The problem with your comparison is that MQ-9 and F-16 cover VERY DIFFERENT sets of requirements with some overlap in capability. If you tried to replace the F-16 with the MQ-9 you would lose A LOT of the benefits F-16s bring to the battlefield. The F-16 is able to cover the MQ-9s missions almost completely but the reverse is not true. So your cost comparisons are like the cost of a Honda Civic vs an SUV. They are not comparable across the spectrum of user requirements.Seems like we are reading the same threads...
You are right, I misread your 10000 ft+.
You are also right that UAVs are not much cheaper. At least to develop, acquire, arm and equip with the latest sensors. However, there is a major difference in training and operating costs.
1. Cost of training a pilot vs a UAV operator. Today, I believe the USAF is still using rated pilots to fly the UAVs. But if you automate the flying portion including the takeoff landing portion, the cost of training a basic UAV operator will be much less.
2. Cost of training an operational fighter pilot. Add another year for RTU and several million more dollars. If I remember correctly, reaper RTU only lasts 3 or 4 months.
3. Cost of general flight training.
I won't go into other specifics but just look at the fuel consumption rates per hour of training. A F-16 flies let's say 2 hours. So let's just say for simplicity sake, it consumes 10000 lbs of fuel or an estimated 1500 gallons costing $1500 (1500 X US$1 per gallon). You train 1 pilot.
A MQ-9 can fly 14 hours for using 600 gallons of fuel costing $600. Every 2 hours, they rotate crew. You train 7 sets of crew.
If we normalise the figures, we can easily see that training costs are different by a magnitude of more than 10. That means it cost more than 10 times as much to train a pilot than a UAV crew, at least from the fuel perspective.

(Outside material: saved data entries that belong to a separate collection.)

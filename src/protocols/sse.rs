use std::convert::Infallible;

use axum::{
    extract::State,
    response::sse::{Event, KeepAlive, Sse},
};
use futures::{stream, Stream};

use crate::broadcast::DomainEvent;

use super::http::AppState;

/// Streams every broadcast event as an `event: <type>` / `data: <json>`
/// frame. The subscription lives as long as the response body; once the
/// client goes away the broadcaster drops it on the next publish.
pub async fn handle_events(
    State(state): State<AppState>,
) -> Sse<impl Stream<Item = Result<Event, Infallible>>> {
    let subscription = state.broadcaster.subscribe().await;
    log::debug!("Event stream opened for subscriber {}", subscription.id());

    let events = stream::unfold(subscription, |mut subscription| async move {
        let event = subscription.recv().await?;
        Some((Ok::<_, Infallible>(to_sse_event(&event)), subscription))
    });

    Sse::new(events).keep_alive(KeepAlive::default())
}

fn to_sse_event(event: &DomainEvent) -> Event {
    let data = match event.payload() {
        Ok(payload) => payload.to_string(),
        Err(e) => {
            log::error!("Failed to serialize {} event: {}", event.event_type(), e);
            "{}".to_string()
        }
    };

    Event::default().event(event.event_type()).data(data)
}
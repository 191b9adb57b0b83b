pub mod http;
pub mod rest;
pub mod sse;
pub mod ws;
use std::net::SocketAddr;

use config::{builder::DefaultState, ConfigBuilder, ConfigError};
use serde::Deserialize;

#[derive(Clone, Deserialize, Debug)]
pub struct HttpSettings {
    pub addr: SocketAddr,
}

#[derive(Clone, Deserialize, Debug)]
pub struct ScanSettings {
    pub duration_ms: u64,
}

#[derive(Clone, Copy, Deserialize, Debug, PartialEq, Eq)]
#[serde(rename_all = "lowercase")]
pub enum SourceKind {
    Simulated,
    Mqtt,
}

#[derive(Clone, Deserialize, Debug)]
pub struct SimulatedDeviceSettings {
    pub id: String,
    pub name: String,
}

#[derive(Clone, Deserialize, Debug)]
pub struct SourceSettings {
    pub kind: SourceKind,

    #[serde(default)]
    pub devices: Vec<SimulatedDeviceSettings>,

    #[serde(default)]
    pub max_latency_ms: u64,
}

#[derive(Clone, Deserialize, Debug)]
pub struct MqttSettings {
    pub id: String,
    pub host: String,
    pub port: u16,
    pub event_topic: String,
    pub command_topic: String,
}

#[derive(Clone, Deserialize, Debug)]
pub struct Settings {
    pub http: HttpSettings,
    pub scan: ScanSettings,
    pub source: SourceSettings,
    pub mqtt: Option<MqttSettings>,
}

fn with_defaults() -> Result<ConfigBuilder<DefaultState>, ConfigError> {
    config::Config::builder()
        .set_default("http.addr", "0.0.0.0:8000")?
        .set_default("scan.duration_ms", 5000)?
        .set_default("source.kind", "simulated")
}

/// Reads settings from an optional `Settings` file (`Settings.toml`,
/// `Settings.json`, ...), overridden by `BLUELIGHT__SECTION__KEY`
/// environment variables.
pub fn read_settings() -> Result<Settings, ConfigError> {
    with_defaults()?
        .add_source(config::File::with_name("Settings").required(false))
        .add_source(
            config::Environment::with_prefix("BLUELIGHT")
                .separator("__")
                .try_parsing(true),
        )
        .build()?
        .try_deserialize::<Settings>()
}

That means the earlier the US operationalises armed UAVs and mass produce them, the more they will save in the long term by scrapping earlier the older fighters. The cost avoidance will eventually pay for the UAVs.
I am sure that you would notice that the figures are deceptively low. For simplicity's sake, I just did not factor in other things.
How much flying hours does a typical fighter pilot get every year? Hmmm...
4. Cost of prolonged in theater flight operations from the fuel perspective. I believe that today, there are airborne fighter CAPs 24/7 because it would probably take too long to scramble. From the fuel perspective, for each fighter that you have airborne, you can afford to have at least 10 UAVs airborne.
At the end of the day, I believe both systems are necessarily complimentary. As stated in the roadmaps, I think the US will develop suitable C2 systems to control large numbers of UAVs effectively to have massive coverage. If you have 100 UAVs airborne, it is unlikely that all 100 UAVs will be engaging targets all at once. Perhaps a quarter, 20 or so will be involved so plan the appropriate numbers of crew. Put the rest in orbit and automated search, detect, identify and track. Develop planning and targeting teams. Yes, nightmare airspace and c2 issues, but then fighter aviation has always been a airspace and c2 issue.
Ok, I have been really long winded. sorry.
Cheers
guppy
There is battlespace MQ-9 cannot even hope to enter until sanitized by other assets. F-16s being more survivable can. There is ordinance the MQ-9 cannot deliver, the F-16 can. The MQ-9 can never be as responsive as an F-16 in general. The speed difference is insurmountable. Time compression is a priceless commodity. Even with 100 MQ-9s you will not get the same type of CAS or flexibility of an F-16. MQ-9s can't be called off of CAS, climb to 30,000ft and intercept Iranian fighters on a ferret flight.
I agree that if a MQ-9 happens to be nearby it can help. But will I get hit by a complex attack tomorrow? Where and will an MQ-9 be around? Neither you or I can know this. But I do know where ever I am I can get an F-16 in minutes even if the pilot is at the Greenbean oogling USAF chicks in PT shorts(exaggerated). The C3 issue you mention casually is probably the most crucial thing right up there with speed. The system isn't set up to do what you are suggesting. Not with 10 or 100 MQ-9's.
What you are suggesting would be a leap in UCAV technology and cost. If you aren't already familiar look into something called the "turing test" or at a CAPTCHA. This should give you an idea of what you are dealing with at the end of the OODA loop.